Upacara ritual Saparan/Yaqowiyu di Klaten merupakan tradisi yang tidak dihilangkan oleh ulama/mubalig, tetapi dibiarkan berlanjut dengan diwarnai dan diisi dengan unsur-unsur dari agama Islam. Dari beberapa pendapat di atas, sikap dan perilaku keagamaan sebagian masyarakat Jawa sangat sinkretis, tampak pada prosesi ritual Saparan atau Yaqowiyu. Pada upacara tradisi Yaqowiyu yang dilaksanakan di Jatinom, Klaten, unsur unsur animisme dan dinamisme tampak pada benda-benda sajen maupun benda-benda yang mempunyai kekuatan magic seperti kue apem. Sejarah ritual ini berawal dari pembagian kue apem oleh Ki Ageng Gribig pada 15 Safar 1511 H. Pada waktu itu, Ki Ageng Gribig baru saja pulang dari Mekah setelah menunaikan rukun Islam yang kelima dan membawa oleh-oleh kue apem dan segumpal tanah liat dari Arafah. Dia juga membawa oleh-oleh berupa tiga buah roti gimbal yang masih hangat, untuk dibagi-bagikan kepada tetangga dan sanak saudara yang ada. Mereka berkumpul untuk mendengar cerita dan wejangan ilmu dari dia. Sebelum mereka pulang, beliau membagi oleh-oleh tadi secara merata. Tetapi oleh-oleh tadi ternyata tidak mencukupi untuk semua yang hadir. Oleh karena itu disuruhlah isterinya untuk memasak kue tadi menjadi lebih banyak agar semua yang hadir mendapat oleh-oleh. Penyebaran apem dilakukan Ki Ageng Gribig seusai Salat Jumat. Sebelum oleh-oleh dibagikan kepada para tetangga,dia memanjatkan doa lebih dahulu agar mendapat berkah.
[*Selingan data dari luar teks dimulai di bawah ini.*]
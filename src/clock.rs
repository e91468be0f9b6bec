// Wall-clock access for GamblingDen Core
//
// Daily bonus eligibility and the time-based achievements depend on the
// player's local calendar, so time is read through a port that tests can
// drive by hand.

use chrono::{DateTime, Duration, Local};
use std::cell::Cell;
use std::rc::Rc;

pub trait Clock {
    /// Current local date and time
    fn now(&self) -> DateTime<Local>;
}

/// The real local clock (`Date` in the browser)
#[derive(Debug, Clone, Copy, Default)]
pub struct SystemClock;

impl Clock for SystemClock {
    fn now(&self) -> DateTime<Local> {
        Local::now()
    }
}

/// Hand-driven clock; clones share the same instant
#[derive(Debug, Clone)]
pub struct ManualClock {
    now: Rc<Cell<DateTime<Local>>>,
}

impl ManualClock {
    pub fn new(start: DateTime<Local>) -> ManualClock {
        ManualClock {
            now: Rc::new(Cell::new(start)),
        }
    }

    pub fn set(&self, instant: DateTime<Local>) {
        self.now.set(instant);
    }

    pub fn advance(&self, by: Duration) {
        self.now.set(self.now.get() + by);
    }
}

impl Clock for ManualClock {
    fn now(&self) -> DateTime<Local> {
        self.now.get()
    }
}
// Daily Bonus Tracker
//
// One claim per local calendar day. Claims on consecutive days build a
// streak; a gap of one or more days starts it over at 1.

use chrono::{DateTime, Local};

use crate::achievements::ids;
use crate::engine::{Engine, StateKey};
use crate::events::EconomyEvent;
use crate::types::WheelOutcome;

impl Engine {
    pub fn last_daily_claim(&self) -> Option<DateTime<Local>> {
        self.daily_last
    }

    /// True when there is no claim yet today (local calendar)
    pub fn can_claim_daily_bonus(&self) -> bool {
        match self.daily_last {
            None => true,
            Some(last) => last.date_naive() != self.clock.now().date_naive(),
        }
    }

    /// Record today's claim and return the new streak
    ///
    /// Credits nothing; the prize is chosen and credited by the caller (or
    /// use `spin_daily_wheel`). Returns `None` if already claimed today.
    pub fn claim_daily_bonus(&mut self) -> Option<u32> {
        let streak = self.record_claim();
        self.flush();
        streak
    }

    /// Claim the daily bonus and credit a prize from the weighted wheel
    pub fn spin_daily_wheel(&mut self) -> Option<WheelOutcome> {
        if !self.can_claim_daily_bonus() {
            return None;
        }

        let weights: Vec<u32> = self.config.wheel_segments.iter().map(|s| s.weight).collect();
        let index = self.random.weighted_index(&weights)?;
        let prize = self.config.wheel_segments[index].prize;

        let streak = self.record_claim()?;
        self.write_balance(self.balance + prize);
        self.flush();

        Some(WheelOutcome {
            index,
            prize,
            streak,
        })
    }

    fn record_claim(&mut self) -> Option<u32> {
        if !self.can_claim_daily_bonus() {
            return None;
        }

        let now = self.clock.now();
        // Compare against the claim being replaced, not the one being written
        let previous = self.daily_last.replace(now);
        self.mark(StateKey::DailyLast);

        let yesterday = now.date_naive().pred_opt();
        let continued = previous.is_some_and(|p| Some(p.date_naive()) == yesterday);
        let streak = if continued {
            self.stats.daily_streak.saturating_add(1)
        } else {
            1
        };

        self.stats.daily_streak = streak;
        self.mark(StateKey::Stats);
        log::debug!("Daily bonus claimed, streak {}", streak);

        self.publish(EconomyEvent::DailyClaimed { streak });
        self.publish(EconomyEvent::StatsUpdated(self.stats.clone()));

        if streak >= self.config.daily_streak_target {
            self.unlock(ids::DAILY_STREAK_7);
        }
        Some(streak)
    }
}
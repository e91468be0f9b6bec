// Progression Engine: XP and levels
//
// XP only ever grows. Level is derived from XP through a strictly
// increasing table of cumulative thresholds and can never go down.

use crate::engine::{Engine, StateKey};
use crate::events::EconomyEvent;
use crate::types::LevelProgress;
use crate::utils::clamp;

/// Cumulative XP thresholds; `thresholds[i]` is the XP needed for level `i + 1`
#[derive(Debug, Clone, PartialEq)]
pub struct LevelTable {
    thresholds: Vec<u64>,
}

impl LevelTable {
    /// Expects a validated table: non-empty, starting at 0, strictly increasing
    pub fn new(thresholds: Vec<u64>) -> LevelTable {
        LevelTable { thresholds }
    }

    /// Highest reachable level
    pub fn max_level(&self) -> u32 {
        self.thresholds.len().max(1) as u32
    }

    /// Largest level whose threshold `xp` has reached
    pub fn level_for_xp(&self, xp: u64) -> u32 {
        let reached = self.thresholds.partition_point(|&t| t <= xp);
        reached.clamp(1, self.max_level() as usize) as u32
    }

    /// XP needed to be at `level` (1-based)
    pub fn threshold(&self, level: u32) -> u64 {
        let index = (level.max(1) - 1) as usize;
        self.thresholds
            .get(index)
            .or(self.thresholds.last())
            .copied()
            .unwrap_or(0)
    }

    /// XP needed for the level after `level`, if there is one
    pub fn next_threshold(&self, level: u32) -> Option<u64> {
        self.thresholds.get(level as usize).copied()
    }

    /// Progress bar state; saturates at 100% on the top level
    pub fn progress(&self, xp: u64, level: u32) -> LevelProgress {
        let current = self.threshold(level);
        let next = self.next_threshold(level).unwrap_or(current);

        let progress = xp.saturating_sub(current);
        let needed = next.saturating_sub(current);
        let percent = if needed == 0 {
            100.0
        } else {
            clamp(progress as f64 / needed as f64 * 100.0, 0.0, 100.0)
        };

        LevelProgress {
            progress,
            needed,
            percent,
        }
    }
}

impl Engine {
    pub fn xp(&self) -> u64 {
        self.xp
    }

    pub fn level(&self) -> u32 {
        self.level
    }

    pub fn level_progress(&self) -> LevelProgress {
        self.levels.progress(self.xp, self.level)
    }

    /// Grant XP; normally driven by `place_bet`
    pub fn add_xp(&mut self, amount: f64) {
        self.grant_xp(amount);
        self.flush();
    }

    /// Add floored XP, then step through every level boundary it crosses
    ///
    /// One `level:up` fires per level gained; milestone levels unlock their
    /// achievements along the way.
    pub(crate) fn grant_xp(&mut self, amount: f64) {
        if !(amount > 0.0) || !amount.is_finite() {
            return;
        }

        self.xp = self.xp.saturating_add(amount.floor() as u64);
        self.mark(StateKey::Xp);

        while self.level < self.levels.max_level() {
            match self.levels.next_threshold(self.level) {
                Some(next) if self.xp >= next => {}
                _ => break,
            }

            self.level += 1;
            self.mark(StateKey::Level);
            log::debug!("Level up: {}", self.level);
            self.publish(EconomyEvent::LevelUp { level: self.level });

            if let Some(id) = self.config.level_milestones.get(&self.level).cloned() {
                self.unlock(&id);
            }
        }

        self.publish(EconomyEvent::XpChanged {
            xp: self.xp,
            level: self.level,
        });
    }
}
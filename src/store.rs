// Persistent key-value port for GamblingDen Core
//
// The engine only ever talks to a `KeyValueStore`. Backends: in-memory
// (tests, native hosts), Automerge snapshot (`chronicle`), and the browser's
// localStorage (`web_storage`, wasm32 only).

use std::collections::HashMap;

use crate::types::Result;

/// Pending writes applied together at the end of an engine operation
#[derive(Debug, Clone, Default, PartialEq)]
pub struct WriteBatch {
    writes: Vec<(String, Option<String>)>,
}

impl WriteBatch {
    pub fn new() -> WriteBatch {
        WriteBatch::default()
    }

    pub fn set(&mut self, key: &str, value: impl Into<String>) {
        self.writes.push((key.to_string(), Some(value.into())));
    }

    pub fn remove(&mut self, key: &str) {
        self.writes.push((key.to_string(), None));
    }

    pub fn is_empty(&self) -> bool {
        self.writes.is_empty()
    }

    pub fn len(&self) -> usize {
        self.writes.len()
    }

    /// Writes in insertion order; `None` deletes the key
    pub fn iter(&self) -> impl Iterator<Item = (&str, Option<&str>)> {
        self.writes.iter().map(|(k, v)| (k.as_str(), v.as_deref()))
    }
}

/// String-keyed, string-valued durable storage
pub trait KeyValueStore {
    fn get(&self, key: &str) -> Result<Option<String>>;

    fn set(&mut self, key: &str, value: &str) -> Result<()>;

    fn remove(&mut self, key: &str) -> Result<()>;

    /// Apply a batch as one scoped transaction
    ///
    /// The default applies writes one by one and stops at the first failure.
    /// Backends with real transactions override this to commit atomically.
    fn commit(&mut self, batch: &WriteBatch) -> Result<()> {
        for (key, value) in batch.iter() {
            match value {
                Some(v) => self.set(key, v)?,
                None => self.remove(key)?,
            }
        }
        Ok(())
    }
}

/// HashMap-backed store
#[derive(Debug, Clone, Default)]
pub struct MemoryStore {
    entries: HashMap<String, String>,
}

impl MemoryStore {
    pub fn new() -> MemoryStore {
        MemoryStore::default()
    }

    /// Pre-populated store, handy for rehydration tests
    pub fn with_entries<I, K, V>(entries: I) -> MemoryStore
    where
        I: IntoIterator<Item = (K, V)>,
        K: Into<String>,
        V: Into<String>,
    {
        MemoryStore {
            entries: entries.into_iter().map(|(k, v)| (k.into(), v.into())).collect(),
        }
    }

    pub fn len(&self) -> usize {
        self.entries.len()
    }

    pub fn is_empty(&self) -> bool {
        self.entries.is_empty()
    }
}

impl KeyValueStore for MemoryStore {
    fn get(&self, key: &str) -> Result<Option<String>> {
        Ok(self.entries.get(key).cloned())
    }

    fn set(&mut self, key: &str, value: &str) -> Result<()> {
        self.entries.insert(key.to_string(), value.to_string());
        Ok(())
    }

    fn remove(&mut self, key: &str) -> Result<()> {
        self.entries.remove(key);
        Ok(())
    }
}

impl<S: KeyValueStore + ?Sized> KeyValueStore for Box<S> {
    fn get(&self, key: &str) -> Result<Option<String>> {
        (**self).get(key)
    }

    fn set(&mut self, key: &str, value: &str) -> Result<()> {
        (**self).set(key, value)
    }

    fn remove(&mut self, key: &str) -> Result<()> {
        (**self).remove(key)
    }

    fn commit(&mut self, batch: &WriteBatch) -> Result<()> {
        (**self).commit(batch)
    }
}

/// Prefixes every key with an application namespace (e.g. `gd_balance`)
pub struct ScopedStore<S> {
    inner: S,
    prefix: String,
}

impl<S: KeyValueStore> ScopedStore<S> {
    pub fn new(inner: S, prefix: &str) -> ScopedStore<S> {
        ScopedStore {
            inner,
            prefix: prefix.to_string(),
        }
    }

    fn scoped(&self, key: &str) -> String {
        format!("{}{}", self.prefix, key)
    }

    pub fn inner(&self) -> &S {
        &self.inner
    }

    pub fn inner_mut(&mut self) -> &mut S {
        &mut self.inner
    }

    pub fn into_inner(self) -> S {
        self.inner
    }
}

impl<S: KeyValueStore> KeyValueStore for ScopedStore<S> {
    fn get(&self, key: &str) -> Result<Option<String>> {
        self.inner.get(&self.scoped(key))
    }

    fn set(&mut self, key: &str, value: &str) -> Result<()> {
        let key = self.scoped(key);
        self.inner.set(&key, value)
    }

    fn remove(&mut self, key: &str) -> Result<()> {
        let key = self.scoped(key);
        self.inner.remove(&key)
    }

    fn commit(&mut self, batch: &WriteBatch) -> Result<()> {
        let mut scoped = WriteBatch::new();
        for (key, value) in batch.iter() {
            match value {
                Some(v) => scoped.set(&self.scoped(key), v),
                None => scoped.remove(&self.scoped(key)),
            }
        }
        self.inner.commit(&scoped)
    }
}

#[cfg(test)]
mod tests {
    use super::*;
    use crate::types::EconomyError;

    /// Store that fails every write after `budget` successful ones
    struct QuotaStore {
        inner: MemoryStore,
        budget: usize,
    }

    impl KeyValueStore for QuotaStore {
        fn get(&self, key: &str) -> Result<Option<String>> {
            self.inner.get(key)
        }

        fn set(&mut self, key: &str, value: &str) -> Result<()> {
            if self.budget == 0 {
                return Err(EconomyError::Storage("quota exceeded".to_string()));
            }
            self.budget -= 1;
            self.inner.set(key, value)
        }

        fn remove(&mut self, key: &str) -> Result<()> {
            self.inner.remove(key)
        }
    }

    #[test]
    fn test_memory_store_roundtrip() {
        let mut store = MemoryStore::new();
        assert_eq!(store.get("balance").unwrap(), None);

        store.set("balance", "90.00").unwrap();
        assert_eq!(store.get("balance").unwrap().as_deref(), Some("90.00"));

        store.remove("balance").unwrap();
        assert!(store.is_empty());
    }

    #[test]
    fn test_scoped_store_prefixes_keys() {
        let mut store = ScopedStore::new(MemoryStore::new(), "gd_");
        store.set("xp", "120").unwrap();

        assert_eq!(store.inner().get("gd_xp").unwrap().as_deref(), Some("120"));
        assert_eq!(store.get("xp").unwrap().as_deref(), Some("120"));
        assert_eq!(store.inner().get("xp").unwrap(), None);
    }

    #[test]
    fn test_scoped_commit_applies_batch() {
        let mut store = ScopedStore::new(MemoryStore::with_entries([("gd_level", "3")]), "gd_");

        let mut batch = WriteBatch::new();
        batch.set("balance", "42.00");
        batch.set("xp", "10");
        batch.remove("level");
        assert_eq!(batch.len(), 3);

        store.commit(&batch).unwrap();

        let inner = store.into_inner();
        assert_eq!(inner.get("gd_balance").unwrap().as_deref(), Some("42.00"));
        assert_eq!(inner.get("gd_xp").unwrap().as_deref(), Some("10"));
        assert_eq!(inner.get("gd_level").unwrap(), None);
    }

    #[test]
    fn test_default_commit_stops_at_first_failure() {
        let mut store = QuotaStore {
            inner: MemoryStore::new(),
            budget: 1,
        };

        let mut batch = WriteBatch::new();
        batch.set("a", "1");
        batch.set("b", "2");

        assert!(store.commit(&batch).is_err());
        assert_eq!(store.get("a").unwrap().as_deref(), Some("1"));
        assert_eq!(store.get("b").unwrap(), None);
    }
}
Baru setelah itu apem tersebut disebarkan kepada para kerabat dan tetangga yang jumlahnya banyak.Sikap toleran dan akomodatif terhadap kepercayaan dan budaya setempat, di satu sisi memang dianggap membawa dampak negatif, yaitu sinkretisasi dan pencampuradukan antara Islam di satu sisi dengan kepercayaan-kepercayaan lama di lain pihak, sehingga sulit dibedakan mana yang benar-benar ajaran Islam dan mana pula yang berasal dari tradisi. Namun aspek positifnya, ajaran-ajaran yang disinkretiskan tersebut telah menjadi jembatan yang memudahkan masyarakat Jawa dalam menerima Islam sebagai agama mereka yang baru. Sebaliknya ajaran-ajaran tersebut memudahkan kalangan pesantren untuk mengenal dan memahami pemikiran dan budaya Jawa, sehingga memudahkan mereka dalam mengajarkan dan menyiarkan Islam kepada masyarakat Jawa.
Demikianlah, pergumulan antara Islam di satu pihak dengan tradisi dan budaya Jawa pra-Islam di pihak lain. Menolak semua tradisi dan budaya Jawa pra-Islam bagi masyarakat muslim adalah suatu kemustahilan. Sebagai anggota masyarakat Jawa, mereka terkait dengan norma dan tradisi yang berlaku. Namun, menerima semua tradisi Jawa dengan tanpa seleksi adalah langkah yang bertentangan dengan prinsip-prinsip keagamaan yang mengharuskan adanya seorang rasul yang ditugaskan untuk mengajarkan risalah dan meluruskan tradisi agar tidak terjerumus dalam bidah , Hal ini terjadi karena ada adat atau tradisi yang bertentangan dengan ajaran Islam, Selagi hal ini tidak bertentangan dengan ajaran Islam, para ulama tidak mempermasalahkan untuk mengadopsinya.